## Exercise description
An exact copy of the entries is needed, with every line included.

## Stored data entries
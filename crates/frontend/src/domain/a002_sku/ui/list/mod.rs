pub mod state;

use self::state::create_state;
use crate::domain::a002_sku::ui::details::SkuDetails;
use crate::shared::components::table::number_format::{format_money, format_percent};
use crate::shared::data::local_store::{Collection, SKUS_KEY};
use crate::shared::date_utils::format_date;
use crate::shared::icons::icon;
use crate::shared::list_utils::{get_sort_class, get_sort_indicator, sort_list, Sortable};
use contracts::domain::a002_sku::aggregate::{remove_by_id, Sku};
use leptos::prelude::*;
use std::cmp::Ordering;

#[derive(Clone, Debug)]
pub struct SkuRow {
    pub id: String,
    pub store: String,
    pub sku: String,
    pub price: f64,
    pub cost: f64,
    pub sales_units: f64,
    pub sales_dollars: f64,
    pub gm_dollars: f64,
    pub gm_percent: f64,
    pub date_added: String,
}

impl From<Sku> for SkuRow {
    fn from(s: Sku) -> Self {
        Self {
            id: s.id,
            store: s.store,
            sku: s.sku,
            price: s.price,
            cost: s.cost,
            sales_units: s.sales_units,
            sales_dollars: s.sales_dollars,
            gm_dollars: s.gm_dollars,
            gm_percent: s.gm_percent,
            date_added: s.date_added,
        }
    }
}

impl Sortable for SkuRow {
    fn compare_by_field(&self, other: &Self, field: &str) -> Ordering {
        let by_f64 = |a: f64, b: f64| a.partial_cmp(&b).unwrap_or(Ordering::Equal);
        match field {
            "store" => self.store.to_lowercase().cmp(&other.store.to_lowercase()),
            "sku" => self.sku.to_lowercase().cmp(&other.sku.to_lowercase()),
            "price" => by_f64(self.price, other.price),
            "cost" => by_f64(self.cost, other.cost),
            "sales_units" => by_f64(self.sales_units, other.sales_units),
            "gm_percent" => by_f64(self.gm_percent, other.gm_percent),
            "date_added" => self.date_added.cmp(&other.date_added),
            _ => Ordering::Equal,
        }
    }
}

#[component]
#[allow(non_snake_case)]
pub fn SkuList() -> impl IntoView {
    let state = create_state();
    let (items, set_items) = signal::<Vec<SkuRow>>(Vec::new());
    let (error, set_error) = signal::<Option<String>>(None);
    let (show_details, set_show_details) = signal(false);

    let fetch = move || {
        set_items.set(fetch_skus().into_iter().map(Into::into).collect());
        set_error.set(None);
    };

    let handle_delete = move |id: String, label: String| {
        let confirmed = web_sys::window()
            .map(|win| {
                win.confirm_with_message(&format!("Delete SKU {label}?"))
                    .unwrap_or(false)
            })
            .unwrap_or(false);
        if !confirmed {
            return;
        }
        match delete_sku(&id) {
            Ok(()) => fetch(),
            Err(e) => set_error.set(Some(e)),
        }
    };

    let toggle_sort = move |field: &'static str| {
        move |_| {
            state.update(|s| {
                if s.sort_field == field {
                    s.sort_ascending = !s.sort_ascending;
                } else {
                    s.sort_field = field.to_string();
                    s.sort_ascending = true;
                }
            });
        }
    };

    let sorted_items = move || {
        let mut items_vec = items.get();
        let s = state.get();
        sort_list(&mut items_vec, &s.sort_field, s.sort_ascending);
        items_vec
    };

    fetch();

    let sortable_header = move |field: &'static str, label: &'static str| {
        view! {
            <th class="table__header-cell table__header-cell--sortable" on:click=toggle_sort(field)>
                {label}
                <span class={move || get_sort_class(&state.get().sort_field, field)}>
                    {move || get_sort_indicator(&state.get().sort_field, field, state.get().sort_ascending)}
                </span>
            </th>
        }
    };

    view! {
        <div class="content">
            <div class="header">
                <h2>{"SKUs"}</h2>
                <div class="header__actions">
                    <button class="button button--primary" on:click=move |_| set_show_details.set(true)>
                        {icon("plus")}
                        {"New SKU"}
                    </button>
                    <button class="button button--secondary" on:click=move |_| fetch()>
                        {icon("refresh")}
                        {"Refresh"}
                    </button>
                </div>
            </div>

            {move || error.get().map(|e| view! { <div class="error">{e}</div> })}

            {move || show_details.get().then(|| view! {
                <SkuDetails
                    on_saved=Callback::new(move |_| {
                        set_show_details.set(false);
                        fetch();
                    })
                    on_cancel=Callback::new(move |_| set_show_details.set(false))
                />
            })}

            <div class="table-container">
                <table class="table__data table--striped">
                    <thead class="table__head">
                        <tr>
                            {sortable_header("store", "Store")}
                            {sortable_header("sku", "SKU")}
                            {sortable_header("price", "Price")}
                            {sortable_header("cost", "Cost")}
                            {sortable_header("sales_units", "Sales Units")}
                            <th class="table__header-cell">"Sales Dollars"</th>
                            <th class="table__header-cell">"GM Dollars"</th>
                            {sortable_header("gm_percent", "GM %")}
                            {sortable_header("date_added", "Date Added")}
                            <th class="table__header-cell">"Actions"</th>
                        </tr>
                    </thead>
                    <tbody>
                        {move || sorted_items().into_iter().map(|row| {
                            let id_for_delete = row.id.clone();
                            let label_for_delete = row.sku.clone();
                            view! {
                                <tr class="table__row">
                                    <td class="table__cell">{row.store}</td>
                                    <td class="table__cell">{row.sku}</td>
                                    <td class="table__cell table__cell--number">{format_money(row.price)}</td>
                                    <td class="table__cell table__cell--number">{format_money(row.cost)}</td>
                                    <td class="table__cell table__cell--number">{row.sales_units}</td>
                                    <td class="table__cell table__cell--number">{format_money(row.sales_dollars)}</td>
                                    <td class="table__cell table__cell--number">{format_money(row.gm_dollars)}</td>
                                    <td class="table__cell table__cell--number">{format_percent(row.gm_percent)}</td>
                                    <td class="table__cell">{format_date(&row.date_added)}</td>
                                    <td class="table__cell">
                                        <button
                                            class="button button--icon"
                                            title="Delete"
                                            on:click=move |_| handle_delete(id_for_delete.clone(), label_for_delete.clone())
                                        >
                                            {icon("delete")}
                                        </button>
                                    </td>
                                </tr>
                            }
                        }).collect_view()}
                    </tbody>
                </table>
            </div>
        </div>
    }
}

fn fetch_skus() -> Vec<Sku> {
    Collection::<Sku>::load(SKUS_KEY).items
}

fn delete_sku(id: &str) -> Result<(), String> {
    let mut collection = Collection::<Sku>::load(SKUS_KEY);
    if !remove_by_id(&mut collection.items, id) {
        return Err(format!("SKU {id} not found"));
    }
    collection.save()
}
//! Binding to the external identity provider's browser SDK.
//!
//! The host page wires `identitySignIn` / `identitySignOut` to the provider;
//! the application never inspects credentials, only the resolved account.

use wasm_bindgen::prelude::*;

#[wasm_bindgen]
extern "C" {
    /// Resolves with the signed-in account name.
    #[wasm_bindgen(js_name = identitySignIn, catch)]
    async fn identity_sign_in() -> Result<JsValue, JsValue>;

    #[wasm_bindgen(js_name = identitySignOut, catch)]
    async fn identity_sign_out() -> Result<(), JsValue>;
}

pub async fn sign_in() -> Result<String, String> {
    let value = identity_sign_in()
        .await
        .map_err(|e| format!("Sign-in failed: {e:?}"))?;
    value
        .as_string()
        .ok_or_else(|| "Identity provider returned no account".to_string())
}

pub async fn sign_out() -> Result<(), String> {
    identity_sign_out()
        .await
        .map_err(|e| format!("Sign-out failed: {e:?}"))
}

## Answer for the task
filename crates/frontend/src/domain/a002_sku/ui/list/mod.rs
pub mod state;

use self::state::create_state;
use crate::domain::a002_sku::ui::details::SkuDetails;
use crate::shared::components::table::number_format::{format_money, format_percent};
use crate::shared::data::local_store::{Collection, SKUS_KEY};
use crate::shared::date_utils::format_date;
use crate::shared::icons::icon;
use crate::shared::list_utils::{get_sort_class, get_sort_indicator, sort_list, Sortable};
use contracts::domain::a002_sku::aggregate::{remove_by_id, Sku};
use leptos::prelude::*;
use std::cmp::Ordering;

#[derive(Clone, Debug)]
pub struct SkuRow {
    pub id: String,
    pub store: String,
    pub sku: String,
    pub price: f64,
    pub cost: f64,
    pub sales_units: f64,
    pub sales_dollars: f64,
    pub gm_dollars: f64,
    pub gm_percent: f64,
    pub date_added: String,
}

impl From<Sku> for SkuRow {
    fn from(s: Sku) -> Self {
        Self {
            id: s.id,
            store: s.store,
            sku: s.sku,
            price: s.price,
            cost: s.cost,
            sales_units: s.sales_units,
            sales_dollars: s.sales_dollars,
            gm_dollars: s.gm_dollars,
            gm_percent: s.gm_percent,
            date_added: s.date_added,
        }
    }
}

impl Sortable for SkuRow {
    fn compare_by_field(&self, other: &Self, field: &str) -> Ordering {
        let by_f64 = |a: f64, b: f64| a.partial_cmp(&b).unwrap_or(Ordering::Equal);
        match field {
            "store" => self.store.to_lowercase().cmp(&other.store.to_lowercase()),
            "sku" => self.sku.to_lowercase().cmp(&other.sku.to_lowercase()),
            "price" => by_f64(self.price, other.price),
            "cost" => by_f64(self.cost, other.cost),
            "sales_units" => by_f64(self.sales_units, other.sales_units),
            "gm_percent" => by_f64(self.gm_percent, other.gm_percent),
            "date_added" => self.date_added.cmp(&other.date_added),
            _ => Ordering::Equal,
        }
    }
}

#[component]
#[allow(non_snake_case)]
pub fn SkuList() -> impl IntoView {
    let state = create_state();
    let (items, set_items) = signal::<Vec<SkuRow>>(Vec::new());
    let (error, set_error) = signal::<Option<String>>(None);
    let (show_details, set_show_details) = signal(false);

    let fetch = move || {
        set_items.set(fetch_skus().into_iter().map(Into::into).collect());
        set_error.set(None);
    };

    let handle_delete = move |id: String, label: String| {
        let confirmed = web_sys::window()
            .map(|win| {
                win.confirm_with_message(&format!("Delete SKU {label}?"))
                    .unwrap_or(false)
            })
            .unwrap_or(false);
        if !confirmed {
            return;
        }
        match delete_sku(&id) {
            Ok(()) => fetch(),
            Err(e) => set_error.set(Some(e)),
        }
    };

    let toggle_sort = move |field: &'static str| {
        move |_| {
            state.update(|s| {
                if s.sort_field == field {
                    s.sort_ascending = !s.sort_ascending;
                } else {
                    s.sort_field = field.to_string();
                    s.sort_ascending = true;
                }
            });
        }
    };

    let sorted_items = move || {
        let mut items_vec = items.get();
        let s = state.get();
        sort_list(&mut items_vec, &s.sort_field, s.sort_ascending);
        items_vec
    };

    fetch();

    let sortable_header = move |field: &'static str, label: &'static str| {
        view! {
            <th class="table__header-cell table__header-cell--sortable" on:click=toggle_sort(field)>
                {label}
                <span class={move || get_sort_class(&state.get().sort_field, field)}>
                    {move || get_sort_indicator(&state.get().sort_field, field, state.get().sort_ascending)}
                </span>
            </th>
        }
    };

    view! {
        <div class="content">
            <div class="header">
                <h2>{"SKUs"}</h2>
                <div class="header__actions">
                    <button class="button button--primary" on:click=move |_| set_show_details.set(true)>
                        {icon("plus")}
                        {"New SKU"}
                    </button>
                    <button class="button button--secondary" on:click=move |_| fetch()>
                        {icon("refresh")}
                        {"Refresh"}
                    </button>
                </div>
            </div>

            {move || error.get().map(|e| view! { <div class="error">{e}</div> })}

            {move || show_details.get().then(|| view! {
                <SkuDetails
                    on_saved=Callback::new(move |_| {
                        set_show_details.set(false);
                        fetch();
                    })
                    on_cancel=Callback::new(move |_| set_show_details.set(false))
                />
            })}

            <div class="table-container">
                <table class="table__data table--striped">
                    <thead class="table__head">
                        <tr>
                            {sortable_header("store", "Store")}
                            {sortable_header("sku", "SKU")}
                            {sortable_header("price", "Price")}
                            {sortable_header("cost", "Cost")}
                            {sortable_header("sales_units", "Sales Units")}
                            <th class="table__header-cell">"Sales Dollars"</th>
                            <th class="table__header-cell">"GM Dollars"</th>
                            {sortable_header("gm_percent", "GM %")}
                            {sortable_header("date_added", "Date Added")}
                            <th class="table__header-cell">"Actions"</th>
                        </tr>
                    </thead>
                    <tbody>
                        {move || sorted_items().into_iter().map(|row| {
                            let id_for_delete = row.id.clone();
                            let label_for_delete = row.sku.clone();
                            view! {
                                <tr class="table__row">
                                    <td class="table__cell">{row.store}</td>
                                    <td class="table__cell">{row.sku}</td>
                                    <td class="table__cell table__cell--number">{format_money(row.price)}</td>
                                    <td class="table__cell table__cell--number">{format_money(row.cost)}</td>
                                    <td class="table__cell table__cell--number">{row.sales_units}</td>
                                    <td class="table__cell table__cell--number">{format_money(row.sales_dollars)}</td>
                                    <td class="table__cell table__cell--number">{format_money(row.gm_dollars)}</td>
                                    <td class="table__cell table__cell--number">{format_percent(row.gm_percent)}</td>
                                    <td class="table__cell">{format_date(&row.date_added)}</td>
                                    <td class="table__cell">
                                        <button
                                            class="button button--icon"
                                            title="Delete"
                                            on:click=move |_| handle_delete(id_for_delete.clone(), label_for_delete.clone())
                                        >
                                            {icon("delete")}
                                        </button>
                                    </td>
                                </tr>
                            }
                        }).collect_view()}
                    </tbody>
                </table>
            </div>
        </div>
    }
}

fn fetch_skus() -> Vec<Sku> {
    Collection::<Sku>::load(SKUS_KEY).items
}

fn delete_sku(id: &str) -> Result<(), String> {
    let mut collection = Collection::<Sku>::load(SKUS_KEY);
    if !remove_by_id(&mut collection.items, id) {
        return Err(format!("SKU {id} not found"));
    }
    collection.save()
}
//! Binding to the external identity provider's browser SDK.
//!
//! The host page wires `identitySignIn` / `identitySignOut` to the provider;
//! the application never inspects credentials, only the resolved account.

use wasm_bindgen::prelude::*;

#[wasm_bindgen]
extern "C" {
    /// Resolves with the signed-in account name.
    #[wasm_bindgen(js_name = identitySignIn, catch)]
    async fn identity_sign_in() -> Result<JsValue, JsValue>;

    #[wasm_bindgen(js_name = identitySignOut, catch)]
    async fn identity_sign_out() -> Result<(), JsValue>;
}

pub async fn sign_in() -> Result<String, String> {
    let value = identity_sign_in()
        .await
        .map_err(|e| format!("Sign-in failed: {e:?}"))?;
    value
        .as_string()
        .ok_or_else(|| "Identity provider returned no account".to_string())
}

pub async fn sign_out() -> Result<(), String> {
    identity_sign_out()
        .await
        .map_err(|e| format!("Sign-out failed: {e:?}"))
}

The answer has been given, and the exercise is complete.